Records contained in a dataset
Start of Block
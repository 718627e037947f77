mod args;
mod inspect;
mod logging;
mod output;
mod sort;

use std::io::{self, BufRead};

use anyhow::{Context, Result};
use mailaddr_lib::{AddressReport, check_address, parse};

use crate::args::{Cli, Commands};

fn main() -> Result<()> {
    let cli = Cli::parse();
    logging::init();

    let mut rows: Vec<AddressReport> = Vec::new();

    match &cli.cmd {
        Some(Commands::Validate { email }) => rows.push(check_address(email)),
        Some(Commands::Compare { a, b }) => return run_compare(a, b),
        Some(Commands::Sort {
            dedup,
            group_by_domain,
        }) => return run_sort(*dedup, *group_by_domain),
        Some(Commands::Hash { email }) => return run_hash(email),
        None if cli.stdin => {
            for line in io::stdin().lock().lines() {
                let line = line.context("read stdin")?;
                let raw = line.trim();
                if !raw.is_empty() {
                    rows.push(check_address(raw));
                }
            }
        }
        None => {
            Cli::clap_command().print_help()?;
            println!();
            return Ok(());
        }
    }

    for row in &rows {
        logging::report(row);
    }
    output::write_reports(&rows, &cli)?;

    // exit codes: 0 all valid, 2 some invalid, 1 fatal
    let invalid = rows.iter().filter(|r| !r.valid).count();
    logging::summary(rows.len(), invalid);
    if invalid > 0 {
        std::process::exit(2);
    }
    Ok(())
}

fn run_compare(a: &str, b: &str) -> Result<()> {
    let a = parse(a).with_context(|| format!("first address '{a}'"))?;
    let b = parse(b).with_context(|| format!("second address '{b}'"))?;
    for line in inspect::compare_lines(&a, &b) {
        println!("{line}");
    }
    Ok(())
}

fn run_sort(dedup: bool, group_by_domain: bool) -> Result<()> {
    let emails = sort::read_addresses(io::stdin().lock())?;
    for line in sort::render(&sort::order(emails, dedup, group_by_domain), group_by_domain) {
        println!("{line}");
    }
    Ok(())
}

fn run_hash(email: &str) -> Result<()> {
    let email = parse(email).with_context(|| format!("address '{email}'"))?;
    for line in inspect::hash_lines(&email) {
        println!("{line}");
    }
    Ok(())
}

#[cfg(test)]
mod tests {
    use super::*;

    #[test]
    fn submodules_are_wired_into_the_binary() {
        let cli =
            <Cli as clap::Parser>::try_parse_from(["mailaddr-cli", "compare", "a@b.co", "b@b.co"])
                .expect("valid args");
        let Some(Commands::Compare { a, b }) = cli.cmd else {
            panic!("expected compare");
        };
        let (a, b) = (parse(&a).expect("valid"), parse(&b).expect("valid"));
        assert_eq!(inspect::compare_lines(&a, &b)[0], "compare: -1");

        let emails = sort::read_addresses("b@b.co\na@b.co\n".as_bytes()).expect("valid input");
        assert_eq!(
            sort::render(&sort::order(emails, false, false), false),
            vec!["a@b.co", "b@b.co"]
        );
        assert!(output::human_line(&check_address("bad")).starts_with("[INVALID]"));
        logging::report(&check_address("a@b.co"));
    }
}
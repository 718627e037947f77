use super::scan;

/// Domain: same grammar as the local part, and it must contain at least one
/// label boundary (`.` followed by a letter). Single-label domains fail.
pub fn validate_domain(s: &str) -> bool {
    let scan = scan(s);
    scan.well_formed && scan.label_boundaries > 0
}

#[cfg(test)]
mod tests {
    use super::*;

    #[test]
    fn basic_domain_ok() {
        assert!(validate_domain("example.com"));
        assert!(validate_domain("sub.example.co"));
        assert!(validate_domain("my-host.example.org"));
        assert!(validate_domain("a1.b"));
    }

    #[test]
    fn single_label_rejected() {
        assert!(!validate_domain("example"));
        assert!(!validate_domain("localhost"));
    }

    #[test]
    fn label_must_start_with_letter() {
        assert!(!validate_domain("example.2com"));
        assert!(!validate_domain("unsw.edu.1au"));
        assert!(!validate_domain("example..com"));
    }

    #[test]
    fn edges_must_be_letters() {
        assert!(!validate_domain(""));
        assert!(!validate_domain(".example.com"));
        assert!(!validate_domain("example.com."));
        assert!(!validate_domain("1example.com"));
        assert!(!validate_domain("example.com1"));
    }
}
//! Grammar checks for the two halves of an address.
//!
//! Both checks run on input that is already lowercased and never allocate.
//! They share [`scan`] so the local-part and domain grammars stay identical
//! apart from the label-boundary requirement of the domain.

mod domain;
mod local;

pub use domain::validate_domain;
pub use local::validate_local;

/// Letters, digits, `.` and `-` are the only characters either part may hold.
pub(crate) fn is_letter_digit_dot_dash(c: u8) -> bool {
    c.is_ascii_alphanumeric() || c == b'.' || c == b'-'
}

/// Result of walking one part of an address.
#[derive(Debug, Clone, Copy, PartialEq, Eq)]
pub(crate) struct Scan {
    pub well_formed: bool,
    pub label_boundaries: usize,
}

impl Scan {
    const REJECTED: Scan = Scan {
        well_formed: false,
        label_boundaries: 0,
    };
}

/// Walks `s` once, checking first/last letter, the character class, and that
/// every `.` is followed by a letter. Counts label boundaries on the way.
pub(crate) fn scan(s: &str) -> Scan {
    let bytes = s.as_bytes();
    let (Some(first), Some(last)) = (bytes.first(), bytes.last()) else {
        return Scan::REJECTED;
    };
    if !first.is_ascii_alphabetic() || !last.is_ascii_alphabetic() {
        return Scan::REJECTED;
    }

    let mut label_boundaries = 0;
    for (idx, &c) in bytes.iter().enumerate() {
        if !is_letter_digit_dot_dash(c) {
            return Scan::REJECTED;
        }
        if c == b'.' {
            match bytes.get(idx + 1) {
                Some(next) if next.is_ascii_alphabetic() => label_boundaries += 1,
                _ => return Scan::REJECTED,
            }
        }
    }

    Scan {
        well_formed: true,
        label_boundaries,
    }
}

#[cfg(test)]
mod tests {
    use super::*;

    #[test]
    fn class_predicate() {
        for c in b"az09.-".iter() {
            assert!(is_letter_digit_dot_dash(*c), "{}", *c as char);
        }
        for c in b"@_+ \t\"".iter() {
            assert!(!is_letter_digit_dot_dash(*c), "{}", *c as char);
        }
        assert!(!is_letter_digit_dot_dash(0xc3));
    }

    #[test]
    fn scan_counts_boundaries() {
        assert_eq!(
            scan("mail.sub.example.com"),
            Scan {
                well_formed: true,
                label_boundaries: 3
            }
        );
        assert_eq!(scan("localhost").label_boundaries, 0);
        assert!(scan("localhost").well_formed);
    }

    #[test]
    fn scan_rejects_on_bad_input() {
        assert_eq!(scan(""), Scan::REJECTED);
        assert_eq!(scan("a.1b"), Scan::REJECTED);
        assert_eq!(scan("a..b"), Scan::REJECTED);
        assert_eq!(scan("a.-b"), Scan::REJECTED);
        assert_eq!(scan("é.com"), Scan::REJECTED);
    }
}
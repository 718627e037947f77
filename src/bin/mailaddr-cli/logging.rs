//! stderr logging for the CLI (feature `with-tracing`, filtered by `RUST_LOG`).
//! Without the feature every hook here is a no-op.

use mailaddr_lib::AddressReport;

#[cfg(feature = "with-tracing")]
pub fn init() {
    use tracing_subscriber::EnvFilter;

    let filter = EnvFilter::try_from_default_env().unwrap_or_else(|_| EnvFilter::new("warn"));
    tracing_subscriber::fmt()
        .with_env_filter(filter)
        .with_writer(std::io::stderr)
        .init();
}

#[cfg(not(feature = "with-tracing"))]
pub fn init() {}

#[cfg_attr(not(feature = "with-tracing"), allow(unused_variables))]
pub fn report(report: &AddressReport) {
    #[cfg(feature = "with-tracing")]
    if report.valid {
        tracing::debug!(
            original = %report.original,
            canonical = report.canonical.as_deref().unwrap_or_default(),
            "address accepted"
        );
    } else {
        tracing::warn!(
            original = %report.original,
            reason = report.reason.as_deref().unwrap_or_default(),
            "address rejected"
        );
    }
}

#[cfg_attr(not(feature = "with-tracing"), allow(unused_variables))]
pub fn summary(total: usize, invalid: usize) {
    #[cfg(feature = "with-tracing")]
    tracing::info!(total, invalid, "batch checked");
}
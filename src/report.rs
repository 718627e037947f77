use crate::address::{EmailAddress, parse};

/// Outcome of one parse attempt, kept whether or not the input was valid.
#[cfg_attr(feature = "with-serde", derive(serde::Serialize, serde::Deserialize))]
#[derive(Debug, Clone, PartialEq, Eq)]
pub struct AddressReport {
    pub original: String,
    pub valid: bool,
    pub canonical: Option<String>,
    pub local: String,
    pub domain: String,
    pub reason: Option<String>,
}

impl AddressReport {
    fn accepted(original: &str, email: &EmailAddress) -> Self {
        Self {
            original: original.to_string(),
            valid: true,
            canonical: Some(email.to_canonical()),
            local: email.local().to_string(),
            domain: email.domain().to_string(),
            reason: None,
        }
    }
}

/// Parses `raw` and summarises the result instead of failing.
///
/// For rejected input the parts are a best-effort lowercase split on the
/// first `@`, so callers can still display what was seen.
pub fn check_address(raw: &str) -> AddressReport {
    match parse(raw) {
        Ok(email) => AddressReport::accepted(raw, &email),
        Err(err) => {
            let lowered = raw.to_ascii_lowercase();
            let (local, domain) = lowered.split_once('@').unwrap_or((lowered.as_str(), ""));
            AddressReport {
                original: raw.to_string(),
                valid: false,
                canonical: None,
                local: local.to_string(),
                domain: domain.to_string(),
                reason: Some(err.to_string()),
            }
        }
    }
}
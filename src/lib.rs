#![forbid(unsafe_code)]
//! mailaddr_lib — strict `local@domain` value type: parse, canonical format,
//! total order and hash.

pub mod address;
mod report;
pub mod validator;

pub use address::{
    EmailAddress, MAX_LENGTH, ParseError, compare, domain_eq, domain_ne, format, hash, hash32,
    ordering, parse,
};
pub use report::{AddressReport, check_address};
pub use validator::{validate_domain, validate_local};
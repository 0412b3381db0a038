use tracing_subscriber::EnvFilter;

/// Filter directives, e.g. `LAV_LOG=debug` or `LAV_LOG=lav_install=trace`.
pub const LOG_ENV: &str = "LAV_LOG";

/// Logs go to stderr so stdout stays reserved for command output.
pub fn init() {
    let filter = EnvFilter::try_from_env(LOG_ENV).unwrap_or_else(|_| EnvFilter::new("warn"));

    tracing_subscriber::fmt()
        .with_env_filter(filter)
        .with_writer(std::io::stderr)
        .with_target(false)
        .without_time()
        .init();
}
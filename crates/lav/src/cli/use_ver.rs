use std::io::Write;
use std::process::ExitCode;

use clap::Args;
use lav_install::Installer;

pub const EXAMPLES: &str = "\
Examples:
  lav use go 1.25.6
  lav use lav 0.0.1";

#[derive(Debug, Args)]
pub struct UseArg {
    /// Application name
    #[arg(value_name = "app")]
    pub app: String,

    /// Version to switch to
    #[arg(value_name = "version")]
    pub version: String,
}

impl UseArg {
    pub fn run(self, installer: &Installer, out: &mut impl Write) -> anyhow::Result<ExitCode> {
        installer.switch(&self.app, &self.version)?;
        writeln!(out, "Switched {} to version {}", self.app, self.version)?;
        Ok(ExitCode::SUCCESS)
    }
}
pub mod selector;
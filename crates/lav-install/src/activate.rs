use crate::{Error, Installer, Result};
use lav_store::{NameKind, Store, check_name};

impl Installer {
    /// Point `<app>/current` at an already installed `version`.
    ///
    /// Publication links are not refreshed: if versions ship different
    /// executables, `bin` keeps whatever the last install published.
    pub fn switch(&self, app: &str, version: &str) -> Result<()> {
        check_name(NameKind::App, app)?;
        check_name(NameKind::Version, version)?;

        if !self.store().has_version(app, version)? {
            return Err(Error::VersionNotFound {
                app:     app.to_string(),
                version: version.to_string(),
            });
        }

        set_current(self.store(), app, version)?;
        tracing::info!(app, version, "switched");
        Ok(())
    }
}

pub(crate) fn set_current(store: &Store, app: &str, version: &str) -> Result<()> {
    let link = store.current_link(app);
    lav_fs::replace_symlink(&link, version).map_err(Error::RetargetCurrent)?;
    tracing::debug!(link = %link.display(), version, "retargeted current");
    Ok(())
}
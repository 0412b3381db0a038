use crate::{Error, PermissionMode, Result};
use std::fs;
use std::path::Path;

/// Create `path` and any missing parents.
///
/// Newly created directories get `mode` (subject to the process umask);
/// directories that already exist keep theirs.
pub fn create_dir_all(path: impl AsRef<Path>, mode: PermissionMode) -> Result<()> {
    let path = path.as_ref();
    let mut builder = fs::DirBuilder::new();
    builder.recursive(true);

    #[cfg(unix)]
    {
        use std::os::unix::fs::DirBuilderExt;
        builder.mode(mode.to_unix_mode());
    }
    #[cfg(not(unix))]
    let _ = mode;

    builder.create(path).map_err(|e| Error::CreateDir {
        path:   path.to_path_buf(),
        source: e,
    })
}
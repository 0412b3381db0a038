use std::io::{self, Write};
use std::process::ExitCode;

use clap::{Parser, Subcommand};
use lav_platform::OsEnvironment;

use super::{current, install, ls, select, use_ver};

#[derive(Debug, Parser)]
#[command(
    name = "lav",
    version,
    about = "Keep several versions of locally installed applications and switch between them",
    long_about = None,
    disable_version_flag = true,
    arg_required_else_help = true,
    arg(
        clap::Arg::new("version")
            .short('v')
            .long("version")
            .action(clap::ArgAction::Version)
            .help("Show version information")
    ),
    after_help = "Use 'lav <command> --help' for more information about a command."
)]
pub struct App {
    #[command(subcommand)]
    pub cmd: Commands,
}

#[derive(Debug, Subcommand)]
pub enum Commands {
    /// Install a binary or folder
    #[command(after_help = install::EXAMPLES)]
    Install(install::InstallArg),

    /// Switch to a specific version
    #[command(after_help = use_ver::EXAMPLES)]
    Use(use_ver::UseArg),

    /// List all apps, or the versions of one app
    #[command(visible_alias = "ls", after_help = ls::EXAMPLES)]
    List(ls::ListArg),

    /// Show the current version of one app or all apps
    #[command(after_help = current::EXAMPLES)]
    Current(current::CurrentArg),

    /// Pick the version to use from an interactive list
    #[command(after_help = select::EXAMPLES)]
    Select(select::SelectArg),
}

impl App {
    pub fn run(self) -> anyhow::Result<ExitCode> {
        let env = OsEnvironment;
        let mut out = io::stdout().lock();

        let code = match self.cmd {
            Commands::Install(arg) => arg.run(&super::installer(&env)?, &mut out)?,
            Commands::Use(arg) => arg.run(&super::installer(&env)?, &mut out)?,
            Commands::List(arg) => arg.run(&super::store(&env)?, &mut out)?,
            Commands::Current(arg) => arg.run(&super::store(&env)?, &mut out)?,
            Commands::Select(arg) => arg.run(&super::installer(&env)?, &mut out)?,
        };

        out.flush()?;
        Ok(code)
    }
}

/// Help and version go to stdout with status 0; usage errors go to stderr
/// with status 1.
pub fn exit_with(err: clap::Error) -> ExitCode {
    if let Err(print_err) = err.print() {
        tracing::debug!(%print_err, "failed to print usage");
    }
    if err.use_stderr() {
        ExitCode::FAILURE
    } else {
        ExitCode::SUCCESS
    }
}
End of Block
» THE TASK
Show all lines above holding the word "that".

» REPLY
//! Both checks run on input that is already lowercased and never allocate.
/// Walks `s` once, checking first/last letter, the character class, and that
/// directories that already exist keep theirs.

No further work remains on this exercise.